Ampunilah dosa kami yang berjelang,
juga orang tua, keluarga, teman sehalang.
Berikan umur yang penuh makna,
sehat, selamat, jauh dari derita.
Bimbing langkah ke jalan cahaya,
jalan yang lurus, ridha-Mu nyata.
Jadikan hati teguh bersyukur,
tak goyah meski ujian menyusur.
Setiap nikmat yang Kau hamparkan,
kami syukuri dalam keikhlasan.
Ya Allah, limpahkan kebaikan,
di dunia dan akhirat tanpa batasan.
Jauhkan kami dari siksa menyala,
selamatkan jiwa dari neraka.
Aamiin, ya Rabb, Engkau Maha Kasih,
doa kami naik, harap tak tertatih.
Demokrasi: Mimpi atau Ilusi?
Di atas panggung yang gemerlap semu,
bendera demokrasi berkibar syahdu.
Tapi benarkah suara rakyat beradu,
atau hanya gema yang sunyi dan bisu?
Mereka berkata, “Pilihlah bebas!”
namun pilihan telah dikemas.
Elite menyaring, modal menakar,
visi dan nurani kian terlempar.
Massa terbius janji dan narasi,
dipoles media, dikawal buzzer tak henti.
Bukan debat gagasan yang jadi bekal,
melainkan fitnah dan sekat-sekat banal.
Hukum mengintai yang papa dan lemah,
sementara kuasa tertawa di singgah.
Keadilan bukan lagi neraca,
melainkan alat yang dijual harga.
Lalu, demokrasi ini mimpi atau ilusi?
Pemilu sekadar pesta formalitas diri?
Jika rakyat diam, semua pun sia-sia,
namun jika bangkit, sejarah berubah!
Sebab demokrasi bukan sekadar suara,
tapi kesadaran yang terus menyala.
Jika tirani masih bercokol di sana,
maka perlawanan harus tetap menyapa!
Finalis Ramadhan
Saat fajar menyapa lembut di ufuk,
Ramadhan hampir tiba di penghujung waktu,
Namun, berapa banyak yang masih teguh?
Dan berapa yang hanyut dalam sibuknya dunia semu?

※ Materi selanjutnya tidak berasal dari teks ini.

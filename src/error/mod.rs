//! Error types for the orchestrator.
//!
//! - [`ErrorKind`] — The taxonomy propagated on nodes and executions.
//! - [`EngineError`] — Top-level errors for orchestrator entry and execution.

pub mod engine_error;
pub mod kind;

pub use engine_error::EngineError;
pub use kind::ErrorKind;

/// Convenience alias for engine-level results.
pub type EngineResult<T> = Result<T, EngineError>;
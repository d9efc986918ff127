//! Per-model pricing constants and call costing.

use std::collections::HashMap;

/// USD per 1M tokens, (input, output).
#[derive(Debug, Clone)]
pub struct PricingTable {
    prices: HashMap<String, (f64, f64)>,
}

impl PricingTable {
    /// The built-in table for the supported providers.
    pub fn builtin() -> Self {
        let mut prices = HashMap::new();
        // OpenAI
        prices.insert("gpt-4-turbo-preview".to_string(), (10.0, 30.0));
        prices.insert("gpt-4-turbo".to_string(), (10.0, 30.0));
        prices.insert("gpt-4o".to_string(), (5.0, 15.0));
        prices.insert("gpt-4o-mini".to_string(), (0.15, 0.60));
        prices.insert("gpt-4".to_string(), (30.0, 60.0));
        prices.insert("gpt-3.5-turbo".to_string(), (0.5, 1.5));
        // Anthropic
        prices.insert("claude-3-opus-20240229".to_string(), (15.0, 75.0));
        prices.insert("claude-3-sonnet-20240229".to_string(), (3.0, 15.0));
        prices.insert("claude-3-haiku-20240307".to_string(), (0.25, 1.25));
        prices.insert("claude-3-5-sonnet-20241022".to_string(), (3.0, 15.0));
        Self { prices }
    }

    pub fn empty() -> Self {
        Self {
            prices: HashMap::new(),
        }
    }

    pub fn insert(&mut self, model: impl Into<String>, input: f64, output: f64) {
        self.prices.insert(model.into(), (input, output));
    }

    /// Cost one call. `None` when the model is unknown — callers treat that
    /// as cost 0 with a non-fatal warning on the node.
    pub fn cost(&self, model: &str, input_tokens: u64, output_tokens: u64) -> Option<f64> {
        let (input_price, output_price) = self.prices.get(model)?;
        let input_cost = (input_tokens as f64 / 1_000_000.0) * input_price;
        let output_cost = (output_tokens as f64 / 1_000_000.0) * output_price;
        Some(input_cost + output_cost)
    }
}
//! Allow-list tree-walking evaluator.
//!
//! Only the documented environment is bindable: `context`, `memory`,
//! `llm_query`, `FINAL`, a fixed set of pure builtins, and whatever the
//! program defines itself. Every other name raises a violation carrying the
//! offending name. The evaluator polls the wall-clock deadline at statement
//! and loop boundaries.

use std::collections::{BTreeMap, HashMap};
use std::rc::Rc;
use std::time::Instant;

use super::ast::*;
use super::error::SandboxError;
use super::value::{compare_values, values_equal, Function, Value};
use crate::error::ErrorKind;

/// Maximum user-function call depth.
const MAX_CALL_DEPTH: usize = 64;
/// Maximum number of elements `range` will materialize.
const MAX_RANGE_LEN: i64 = 10_000_000;

const BUILTIN_FNS: &[&str] = &[
    "len", "range", "enumerate", "min", "max", "sum", "sorted", "str", "int", "float", "bool",
    "list", "dict", "llm_query", "FINAL",
];

/// Host capabilities reachable from inside a program. `llm_query` blocks the
/// interpreter until the nested agent invocation resolves.
pub trait SandboxHost {
    fn llm_query(&mut self, prompt: String) -> Result<String, HostError>;
}

/// A failure reported by the host; aborts the program with its kind.
#[derive(Debug, Clone)]
pub struct HostError {
    pub kind: ErrorKind,
    pub message: String,
}

/// Non-local exits: either the program produced its result via `FINAL`, or
/// it failed.
pub(crate) enum Signal {
    Final(String),
    Error(SandboxError),
}

impl From<SandboxError> for Signal {
    fn from(e: SandboxError) -> Self {
        Signal::Error(e)
    }
}

/// Statement-level control flow.
enum Flow {
    Normal,
    Break,
    Continue,
    Return(Value),
}

type ExecResult<T> = Result<T, Signal>;

pub(crate) struct Interpreter<'h> {
    globals: HashMap<String, Value>,
    frames: Vec<HashMap<String, Value>>,
    host: &'h mut dyn SandboxHost,
    deadline: Instant,
    call_depth: usize,
}
//! Domain records: executions, execution nodes, sessions.

pub mod execution;
pub mod session;

pub use execution::{
    build_tree, Execution, ExecutionNode, ExecutionStatus, NodeStatus, NodeTree, NodeType,
};
pub use session::{ContextMetadata, Session};
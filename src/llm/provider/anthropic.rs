use reqwest::header::{HeaderMap, HeaderValue, CONTENT_TYPE};
use serde_json::Value;

use async_trait::async_trait;

use crate::llm::error::LlmError;
use crate::llm::types::{ChatRole, CompletionRequest, CompletionResponse};
use crate::llm::LmProvider;

const ANTHROPIC_VERSION: &str = "2023-06-01";
const DEFAULT_MAX_TOKENS: u32 = 4096;

#[derive(Debug, Clone)]
pub struct AnthropicConfig {
    pub api_key: String,
    pub base_url: String,
    pub default_model: String,
}

/// Provider for Anthropic-compatible messages endpoints.
pub struct AnthropicProvider {
    config: AnthropicConfig,
    client: reqwest::Client,
}

impl AnthropicProvider {
    pub fn new(config: AnthropicConfig) -> Self {
        Self {
            config,
            client: reqwest::Client::new(),
        }
    }

    fn build_headers(&self) -> Result<HeaderMap, LlmError> {
        let mut headers = HeaderMap::new();
        headers.insert(
            "x-api-key",
            HeaderValue::from_str(&self.config.api_key)
                .map_err(|e| LlmError::InvalidRequest(e.to_string()))?,
        );
        headers.insert(
            "anthropic-version",
            HeaderValue::from_static(ANTHROPIC_VERSION),
        );
        headers.insert(CONTENT_TYPE, HeaderValue::from_static("application/json"));
        Ok(headers)
    }

    /// The messages API takes the system prompt as a top-level field, not a
    /// message.
    fn build_payload(&self, request: &CompletionRequest) -> Value {
        let mut system = String::new();
        let messages = request
            .messages
            .iter()
            .filter_map(|m| match m.role {
                ChatRole::System => {
                    if !system.is_empty() {
                        system.push('\n');
                    }
                    system.push_str(&m.content);
                    None
                }
                ChatRole::User => Some(serde_json::json!({
                    "role": "user",
                    "content": m.content,
                })),
                ChatRole::Assistant => Some(serde_json::json!({
                    "role": "assistant",
                    "content": m.content,
                })),
            })
            .collect::<Vec<_>>();

        let mut payload = serde_json::json!({
            "model": request.model,
            "messages": messages,
            "max_tokens": request.max_tokens.unwrap_or(DEFAULT_MAX_TOKENS),
        });
        if !system.is_empty() {
            payload["system"] = Value::String(system);
        }
        if let Some(temp) = request.temperature {
            payload["temperature"] = Value::Number(serde_json::Number::from_f64(temp).unwrap());
        }
        payload
    }

    fn parse_response(body: &Value) -> Result<CompletionResponse, LlmError> {
        let content = body
            .get("content")
            .and_then(|v| v.as_array())
            .and_then(|arr| arr.first())
            .and_then(|c| c.get("text"))
            .and_then(|v| v.as_str())
            .unwrap_or("")
            .to_string();

        let model = body
            .get("model")
            .and_then(|v| v.as_str())
            .unwrap_or("unknown")
            .to_string();

        let usage = body.get("usage").cloned().unwrap_or(Value::Null);
        let input_tokens = usage
            .get("input_tokens")
            .and_then(|v| v.as_u64())
            .unwrap_or(0);
        let output_tokens = usage
            .get("output_tokens")
            .and_then(|v| v.as_u64())
            .unwrap_or(0);

        Ok(CompletionResponse {
            content,
            model,
            input_tokens,
            output_tokens,
        })
    }

    fn map_error(status: u16, body: &str) -> LlmError {
        if status == 401 || status == 403 {
            return LlmError::AuthenticationError(body.to_string());
        }
        if status == 429 {
            return LlmError::RateLimitExceeded { retry_after: None };
        }
        LlmError::ApiError {
            status,
            message: body.to_string(),
        }
    }
}

#[async_trait]
impl LmProvider for AnthropicProvider {
    fn id(&self) -> &str {
        "anthropic"
    }

    fn handles(&self, model: &str) -> bool {
        model.starts_with("claude")
    }

    fn default_model(&self) -> &str {
        &self.config.default_model
    }

    async fn complete(
        &self,
        mut request: CompletionRequest,
    ) -> Result<CompletionResponse, LlmError> {
        if request.model.is_empty() {
            request.model = self.config.default_model.clone();
        }

        let headers = self.build_headers()?;
        let url = format!("{}/messages", self.config.base_url.trim_end_matches('/'));
        let payload = self.build_payload(&request);

        let response = self
            .client
            .post(url)
            .headers(headers)
            .json(&payload)
            .send()
            .await
            .map_err(|e| LlmError::NetworkError(e.to_string()))?;

        let status = response.status();
        let text = response
            .text()
            .await
            .map_err(|e| LlmError::NetworkError(e.to_string()))?;

        if !status.is_success() {
            return Err(Self::map_error(status.as_u16(), &text));
        }

        let body: Value = serde_json::from_str(&text)
            .map_err(|e| LlmError::SerializationError(e.to_string()))?;
        Self::parse_response(&body)
    }
}

#[cfg(test)]
mod tests {
    use super::*;
    use crate::llm::types::ChatMessage;
    use mockito::Server;

    fn base_config(base_url: String) -> AnthropicConfig {
        AnthropicConfig {
            api_key: "test-key".into(),
            base_url,
            default_model: "claude-3-5-sonnet-20241022".into(),
        }
    }

    #[tokio::test]
    async fn test_anthropic_completion() {
        let mut server = Server::new_async().await;
        let mock = server
            .mock("POST", "/messages")
            .match_header("x-api-key", "test-key")
            .match_header("anthropic-version", ANTHROPIC_VERSION)
            .with_status(200)
            .with_header("content-type", "application/json")
            .with_body(
                r#"{
                "model": "claude-3-5-sonnet-20241022",
                "content": [{"type": "text", "text": "hello"}],
                "usage": {"input_tokens": 7, "output_tokens": 4}
            }"#,
            )
            .create_async()
            .await;

        let provider = AnthropicProvider::new(base_config(server.url()));
        let resp = provider
            .complete(CompletionRequest {
                model: "claude-3-5-sonnet-20241022".into(),
                messages: vec![ChatMessage::system("sys"), ChatMessage::user("hi")],
                temperature: Some(0.5),
                max_tokens: None,
            })
            .await
            .unwrap();
        assert_eq!(resp.content, "hello");
        assert_eq!(resp.input_tokens, 7);
        assert_eq!(resp.output_tokens, 4);
        mock.assert_async().await;
    }

    #[tokio::test]
    async fn test_system_messages_lifted_to_field() {
        let provider = AnthropicProvider::new(base_config("http://unused".into()));
        let payload = provider.build_payload(&CompletionRequest {
            model: "claude-3-haiku-20240307".into(),
            messages: vec![
                ChatMessage::system("you are terse"),
                ChatMessage::user("hi"),
            ],
            temperature: None,
            max_tokens: Some(128),
        });
        assert_eq!(payload["system"], "you are terse");
        assert_eq!(payload["max_tokens"], 128);
        let messages = payload["messages"].as_array().unwrap();
        assert_eq!(messages.len(), 1);
        assert_eq!(messages[0]["role"], "user");
    }

    #[tokio::test]
    async fn test_handles_claude_models_only() {
        let provider = AnthropicProvider::new(base_config("http://unused".into()));
        assert!(provider.handles("claude-3-opus-20240229"));
        assert!(!provider.handles("gpt-4o"));
    }

    #[tokio::test]
    async fn test_anthropic_error_mapping() {
        let mut server = Server::new_async().await;
        let _mock = server
            .mock("POST", "/messages")
            .with_status(500)
            .with_body("boom")
            .create_async()
            .await;

        let provider = AnthropicProvider::new(base_config(server.url()));
        let err = provider
            .complete(CompletionRequest {
                model: "claude-3-haiku-20240307".into(),
                messages: vec![ChatMessage::user("hi")],
                temperature: None,
                max_tokens: None,
            })
            .await
            .unwrap_err();
        assert!(err.is_transient());
    }
}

Di awal, barisan penuh berderap,
Semua berlari mengejar cahaya,
Tapi di ujung, hanya segelintir tetap mantap,
Menjadi finalis yang tak kenal lelah dan lara.
Wahai jiwa, jangan lengah di garis akhir,
Malam-malam ini lebih mahal dari permata,
Seribu bulan tak cukup menandingi,
Lailatul Qadr menanti di pelukan-Nya.
Bangkitlah, ikat kuat tekad di dada,
Kencangkan sarung, tegakkan sujud,
Jangan biarkan Ramadhan pergi sia-sia,
Jadilah pemenang, bukan pecundang yang surut.
Seperti laga yang mencapai injury time,
Tak ada ruang untuk menyerah dan ragu,
Sebab lawanmu bukan orang lain,
Tapi dirimu sendiri, nafsu yang menderu.
Maka, hidupkan malam dengan doa,
Bersihkan hati dengan istighfar suci,
Lantunkan ayat, perbanyak sedekah,
Hingga Ramadhan berlalu dalam kemenangan abadi.
Ya Allah, jika ini Ramadhan terakhir,
Jangan biarkan kami pergi dengan tangan hampa,
Tutup catatan kami dengan amal terbaik,
Hingga Engkau ridha, hingga surga menyapa.